Nel centro storico si concentrano alcune delle caratteristiche che ormai sappiamo contribuire alla diffusione del contagio: densità abitativa elevata ma anche appartamenti sovraffollati e talvolta occupati da più di un nucleo familiare, disoccupazione e povertà diffusa. Genova sotto molti aspetti ribalta il classico rapporto centro-periferie, con quest’ultime in molti casi più vivibili di un centro storico in molte sue aree degradato, povero, socialmente in difficoltà. E fragile davanti a un fenomeno come il coronavirus, che penetra più a fondo tra le pieghe del disagio.

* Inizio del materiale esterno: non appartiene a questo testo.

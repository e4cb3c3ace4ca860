use rand::rngs::StdRng;
use rand::SeedableRng;
use raster_scatter::prelude::*;
use raster_scatter_examples::{init_tracing, render_layer_to_png, RenderConfig};

fn main() -> anyhow::Result<()> {
    init_tracing();

    let crs = Crs::new("EPSG:3857");
    let extent = Bounds::new((0.0, 0.0), (400.0, 100.0));

    // Value rises from 0 on the left to 1 on the right.
    let raster = GridRaster::from_fn("gradient", crs.clone(), extent, 80, 20, |c| c.x / 400.0);

    let strip = PolygonLayer::new("strip", crs)
        .with_polygon(Polygon::rect((0.0, 0.0), (400.0, 100.0)));

    // Ten bands, each a placement probability between 0.05 and 0.95.
    let ranges: Vec<DensityRange> = (0..10)
        .map(|i| {
            let lo = i as f64 / 10.0;
            DensityRange::new(lo, lo + 0.1, 0.05 + 0.1 * i as f64)
        })
        .collect();
    let runner =
        ScatterRunner::try_new(RunConfig::new(ranges).with_raster_points_per_sample_width(1.0))?;

    let mut rng = StdRng::seed_from_u64(7);
    let mut sink = VecSink::new();
    let result = runner.run_with_events(&strip, &raster, &mut rng, &mut sink)?;

    let render = RenderConfig::new((1200, 300), extent)
        .with_background([255, 250, 240])
        .with_point_color([200, 80, 30])
        .with_point_radius(1);
    render_layer_to_png(
        &result.layer,
        &strip,
        None,
        &render,
        "fractional-density-gradient.png",
    )?;

    tracing::info!(
        "{} points from {} grid nodes, {} events recorded.",
        result.layer.len(),
        result.stats.nodes_inside,
        sink.len()
    );
    Ok(())
}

Periferie in senso lato sono però Certosa, Rivarolo, Cornigliano e Sampierdarena, le altre aree rosse forse non a caso tutte e tre nella parte occidentale della città o in Val Polcevera, aree dal passato industriale e negli anni gravate di più servitù di altre. Aree che si trascinano dietro annose questioni sociali e che in tempi più recenti hanno visto suonare diversi campanelli d’allarme dal punto di vista sanitario. Nel 2016, il consigliere regionale Gianni Pastorino segnalava un aumento della mortalità femminile del 30% in Val Polcevera. Il dato era stato fornito dal dottor Valerio Gennaro dei Medici per l’Ambiente, che negli ultimi anni si è dedicato allo studio dei tassi di mortalità nei vari quartieri genovesi. Il metodo utilizzato dall’associazione consente nel calcolare la differenza tra il numero di morti attese per cause naturali nei diversi quartieri e quelle che invece effettivamente si registrano. Secondo i risultati più recenti dell’associazione, ad avere più morti del previsto sono in genere proprio i quartieri ponentini e quelli della Val Polcevera, in particolare aree come Pra’ e Cornigliano, quest’ultima confinante o prossima alle attuali zone rosse.

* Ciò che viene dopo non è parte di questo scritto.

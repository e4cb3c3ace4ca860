//! High-level runner: checks inputs, samples, and builds the output layer.
use rand::RngCore;
use tracing::{info, warn};

use crate::density::DensityRanges;
use crate::error::{Error, Result};
use crate::sampling::{cell_size_for, GridSampler, SampleStats};
use crate::scatter::config::RunConfig;
use crate::scatter::events::EventSink;
use crate::scatter::output::PointLayer;
use crate::source::{CoordinateTransformer, PolygonSource, RasterSource, RasterStats};

/// Result of a successful scatter run.
#[non_exhaustive]
#[derive(Debug, Clone)]
pub struct RunResult {
    /// Generated points, named after the raster, in the polygon source's CRS.
    pub layer: PointLayer,
    /// Counters collected by the sampler.
    pub stats: SampleStats,
    /// Raster statistics at the time of the run, if available.
    pub raster_stats: Option<RasterStats>,
    /// Grid step used.
    pub cell_size: f64,
}

pub struct ScatterRunner {
    /// Run configuration applied to this runner.
    pub config: RunConfig,
    ranges: DensityRanges,
    transformer: Option<Box<dyn CoordinateTransformer>>,
}

impl ScatterRunner {
    /// Validates `config` and creates a runner.
    pub fn try_new(config: RunConfig) -> Result<Self> {
        let ranges = config.validate()?;
        Ok(Self {
            config,
            ranges,
            transformer: None,
        })
    }

    /// Transformer from the polygon CRS to the raster CRS, used when they differ.
    pub fn with_transformer<T>(mut self, transformer: T) -> Self
    where
        T: CoordinateTransformer + 'static,
    {
        self.transformer = Some(Box::new(transformer));
        self
    }

    pub fn ranges(&self) -> &DensityRanges {
        &self.ranges
    }

    /// Runs the scatter, returning the generated point layer.
    pub fn run<R: RngCore>(
        &self,
        polygons: &dyn PolygonSource,
        raster: &dyn RasterSource,
        rng: &mut R,
    ) -> Result<RunResult> {
        self.run_with_events(polygons, raster, rng, &mut ())
    }

    pub fn run_with_events<R: RngCore>(
        &self,
        polygons: &dyn PolygonSource,
        raster: &dyn RasterSource,
        rng: &mut R,
        sink: &mut dyn EventSink,
    ) -> Result<RunResult> {
        run_scatter(
            &self.config,
            &self.ranges,
            polygons,
            raster,
            self.transformer.as_deref(),
            rng,
            sink,
        )
    }
}

/// Runs one scatter with already validated `ranges`.
///
/// Fails before sampling when the polygon source is empty, the raster has no
/// pixels, or the reference systems differ and no transformer is given.
/// Fails after sampling with [`Error::NoPointsGenerated`] when nothing was placed.
pub fn run_scatter<R: RngCore>(
    config: &RunConfig,
    ranges: &DensityRanges,
    polygons: &dyn PolygonSource,
    raster: &dyn RasterSource,
    transformer: Option<&dyn CoordinateTransformer>,
    rng: &mut R,
    sink: &mut dyn EventSink,
) -> Result<RunResult> {
    if polygons.polygons().next().is_none() {
        return Err(Error::NoPolygons);
    }
    if raster.width() == 0 || raster.height() == 0 {
        return Err(Error::EmptyRaster {
            name: raster.name().to_owned(),
        });
    }
    if polygons.crs() != raster.crs() && transformer.is_none() {
        return Err(Error::MissingTransform {
            from: polygons.crs().to_string(),
            to: raster.crs().to_string(),
        });
    }
    let Some(cell_size) = cell_size_for(raster, config.raster_points_per_sample_width) else {
        return Err(Error::InvalidConfig(format!(
            "raster '{}' does not yield a usable grid step",
            raster.name()
        )));
    };

    let raster_stats = raster.statistics();
    match raster_stats {
        Some(s) => info!(
            "Raster '{}' | min: {} | max: {}.",
            raster.name(),
            s.min,
            s.max
        ),
        None => info!("Raster '{}' | no statistics available.", raster.name()),
    }
    info!(
        "Scattering '{}' over '{}' | cell size: {} | ranges: {}.",
        polygons.name(),
        raster.name(),
        cell_size,
        ranges.len(),
    );

    let sampler = GridSampler::new(config.raster_points_per_sample_width).with_limits(config.limits);
    let output = sampler.sample(polygons, raster, ranges, transformer, rng, sink);

    if output.stats.polygons_skipped > 0 || output.stats.polygons_truncated > 0 {
        warn!(
            "{} polygon(s) skipped and {} truncated by cost guards.",
            output.stats.polygons_skipped, output.stats.polygons_truncated
        );
    }
    if output.points.is_empty() {
        return Err(Error::NoPointsGenerated);
    }
    info!("Generated {} points.", output.points.len());

    Ok(RunResult {
        layer: PointLayer::from_points(raster.name(), polygons.crs().clone(), output.points),
        stats: output.stats,
        raster_stats,
        cell_size,
    })
}

#[cfg(test)]
mod tests {
    use rand::rngs::StdRng;
    use rand::SeedableRng;

    use super::*;
    use crate::density::DensityRange;
    use crate::geometry::{Bounds, Polygon};
    use crate::scatter::events::{ScatterEvent, ScatterEventKind, VecSink};
    use crate::source::{AffineTransformer, Crs, GridRaster, PolygonLayer};

    fn crs() -> Crs {
        Crs::new("EPSG:32633")
    }

    fn raster() -> GridRaster {
        GridRaster::filled(
            "landcover",
            crs(),
            Bounds::new((0.0, 0.0), (100.0, 100.0)),
            10,
            10,
            3.0,
        )
    }

    fn layer() -> PolygonLayer {
        PolygonLayer::new("fields", crs()).with_polygon(Polygon::rect((0.0, 0.0), (100.0, 100.0)))
    }

    fn config(points_per_cell: f64) -> RunConfig {
        RunConfig::new(vec![DensityRange::new(0.0, 5.0, points_per_cell)])
    }

    #[test]
    fn try_new_rejects_invalid_config() {
        assert!(matches!(
            ScatterRunner::try_new(RunConfig::default()),
            Err(Error::EmptyRanges)
        ));
        assert!(matches!(
            ScatterRunner::try_new(config(1.0).with_raster_points_per_sample_width(0.0)),
            Err(Error::InvalidConfig(_))
        ));
    }

    #[test]
    fn run_builds_named_layer_with_sequential_ids() {
        let runner = ScatterRunner::try_new(config(2.0)).expect("valid config");
        let mut rng = StdRng::seed_from_u64(42);
        let result = runner.run(&layer(), &raster(), &mut rng).expect("points");

        assert_eq!(result.layer.name, "Points_from_landcover");
        assert_eq!(result.layer.crs, crs());
        assert_eq!(result.cell_size, 20.0);
        assert_eq!(result.raster_stats, Some(RasterStats { min: 3.0, max: 3.0 }));
        let ids: Vec<u64> = result.layer.features.iter().map(|f| f.id).collect();
        let expected: Vec<u64> = (1..=result.layer.len() as u64).collect();
        assert_eq!(ids, expected);
    }

    #[test]
    fn empty_polygon_source_is_an_error() {
        let runner = ScatterRunner::try_new(config(1.0)).expect("valid config");
        let empty = PolygonLayer::new("none", crs());
        let mut rng = StdRng::seed_from_u64(1);
        assert!(matches!(
            runner.run(&empty, &raster(), &mut rng),
            Err(Error::NoPolygons)
        ));
    }

    #[test]
    fn pixelless_raster_is_an_error() {
        let runner = ScatterRunner::try_new(config(1.0)).expect("valid config");
        let empty = GridRaster::filled(
            "blank",
            crs(),
            Bounds::new((0.0, 0.0), (1.0, 1.0)),
            0,
            0,
            0.0,
        );
        let mut rng = StdRng::seed_from_u64(1);
        assert!(matches!(
            runner.run(&layer(), &empty, &mut rng),
            Err(Error::EmptyRaster { ref name }) if name == "blank"
        ));
    }

    #[test]
    fn crs_mismatch_requires_transformer() {
        let other = PolygonLayer::new("fields", Crs::new("LOCAL:offset"))
            .with_polygon(Polygon::rect((500.0, 500.0), (600.0, 600.0)));
        let mut rng = StdRng::seed_from_u64(1);

        let runner = ScatterRunner::try_new(config(1.0)).expect("valid config");
        assert!(matches!(
            runner.run(&other, &raster(), &mut rng),
            Err(Error::MissingTransform { .. })
        ));

        let runner = runner.with_transformer(AffineTransformer::translation(-500.0, -500.0));
        let result = runner.run(&other, &raster(), &mut rng).expect("points");
        assert_eq!(result.layer.crs, Crs::new("LOCAL:offset"));
        assert!(result.layer.positions().all(|p| p.x >= 500.0));
    }

    #[test]
    fn no_overlap_reports_no_points() {
        let far = PolygonLayer::new("far", crs())
            .with_polygon(Polygon::rect((1000.0, 1000.0), (1100.0, 1100.0)));
        let runner = ScatterRunner::try_new(config(1.0)).expect("valid config");
        let mut rng = StdRng::seed_from_u64(1);
        let err = runner.run(&far, &raster(), &mut rng).unwrap_err();
        assert!(matches!(err, Error::NoPointsGenerated));
    }

    #[test]
    fn events_bracket_the_run() {
        let runner = ScatterRunner::try_new(config(1.0)).expect("valid config");
        let mut rng = StdRng::seed_from_u64(5);
        let mut sink = VecSink::new();
        let result = runner
            .run_with_events(&layer(), &raster(), &mut rng, &mut sink)
            .expect("points");

        let events = sink.into_inner();
        assert!(matches!(
            events.first(),
            Some(ScatterEvent::RunStarted { cell_size, .. }) if *cell_size == 20.0
        ));
        match events.last() {
            Some(ScatterEvent::RunFinished { points, stats }) => {
                assert_eq!(*points, result.layer.len());
                assert_eq!(*stats, result.stats);
            }
            other => panic!("unexpected last event: {other:?}"),
        }
        assert_eq!(
            events
                .iter()
                .filter(|e| e.kind() == ScatterEventKind::PolygonStarted)
                .count(),
            1
        );
    }
}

“Dobbiamo rinunciare tutti a qualcosa per il bene dell’Italia” diceva il premier Giuseppe Conte all’inizio del lockdown di marzo, ma sembra che in quel tutti qualcuno debba e abbia rinunciato a qualcosa più di altri. A partire dalla salute e proseguendo dalla possibilità di accedere ad una vita sana e dignitosa, e in un ambiente urbano salubre. Questi pochi mesi tra la prima e la seconda ondata, già messa in conto e largamente attesa da tutta la comunità scientifica, hanno però dato l’impressione che nonostante queste evidenze, non ci sia stato un cambio di prospettiva o un intenzione di cesura con il passato. Niente è stato fatto per potenziare il servizio di trasporto pubblico mentre l’assistenza socio sanitaria alle persone in difficoltà è ancora saldamente incardinata nel centralismo delle strutture sanitarie, con tutti i problemi di accessibilità che si porta dietro. Le tutele per i lavoratori non hanno segnato svolte e l’istruzione pubblica non è stata messa in sicurezza, lasciando alla “facoltà di connessione” il discrimine per l’accesso al sapere.

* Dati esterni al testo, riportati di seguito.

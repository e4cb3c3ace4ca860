//! Point-wise coordinate transforms between reference systems.
use mint::Point2;
use thiserror::Error;

/// Failure to transform a single point.
#[derive(Debug, Clone, Error, PartialEq)]
#[error("cannot transform ({x}, {y}): {reason}")]
pub struct TransformError {
    pub x: f64,
    pub y: f64,
    pub reason: String,
}

impl TransformError {
    pub fn new(p: Point2<f64>, reason: impl Into<String>) -> Self {
        Self {
            x: p.x,
            y: p.y,
            reason: reason.into(),
        }
    }
}

/// Converts points from a source reference system into a target one.
///
/// A failure affects only the point in question.
pub trait CoordinateTransformer: Send + Sync {
    fn transform(&self, p: Point2<f64>) -> Result<Point2<f64>, TransformError>;
}

/// Returns every point unchanged.
#[derive(Debug, Clone, Copy, Default)]
pub struct IdentityTransformer;

impl CoordinateTransformer for IdentityTransformer {
    #[inline]
    fn transform(&self, p: Point2<f64>) -> Result<Point2<f64>, TransformError> {
        Ok(p)
    }
}

/// Axis-aligned scale followed by an offset: `p' = p * scale + offset`.
#[derive(Debug, Clone, Copy)]
pub struct AffineTransformer {
    pub scale: [f64; 2],
    pub offset: [f64; 2],
}

impl AffineTransformer {
    pub fn new(scale: [f64; 2], offset: [f64; 2]) -> Self {
        Self { scale, offset }
    }

    pub fn translation(dx: f64, dy: f64) -> Self {
        Self::new([1.0, 1.0], [dx, dy])
    }
}

impl CoordinateTransformer for AffineTransformer {
    fn transform(&self, p: Point2<f64>) -> Result<Point2<f64>, TransformError> {
        let out = Point2 {
            x: p.x * self.scale[0] + self.offset[0],
            y: p.y * self.scale[1] + self.offset[1],
        };
        if out.x.is_finite() && out.y.is_finite() {
            Ok(out)
        } else {
            Err(TransformError::new(p, "result is not finite"))
        }
    }
}

/// Adapter that forwards to a user-provided closure.
pub struct FnTransformer<F>
where
    F: Fn(Point2<f64>) -> Result<Point2<f64>, TransformError> + Send + Sync,
{
    f: F,
}

impl<F> FnTransformer<F>
where
    F: Fn(Point2<f64>) -> Result<Point2<f64>, TransformError> + Send + Sync,
{
    pub fn new(f: F) -> Self {
        Self { f }
    }
}

impl<F> CoordinateTransformer for FnTransformer<F>
where
    F: Fn(Point2<f64>) -> Result<Point2<f64>, TransformError> + Send + Sync,
{
    #[inline]
    fn transform(&self, p: Point2<f64>) -> Result<Point2<f64>, TransformError> {
        (self.f)(p)
    }
}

Ma non solo: nelle scelte ambientali e urbanistiche sono stati riproposti gli schemi di un passato responsabile delle criticità di oggi: lo si evince dalla vicenda dei depositi chimici di Multedo, che con buona probabilità saranno spostati nella solita Val Polcevera, mentre per il centro storico si sta aspettando il progetto di riqualificazione dell’amministrazione comunale e che, secondo le prime anticipazioni, sembra essere incardinato sui parametri del “benessere commerciale” più che del benessere di chi ci abita. Se ci abiterà ancora. E chi oggi è in zona rossa, lo sarà anche domani, ovunque essa sia.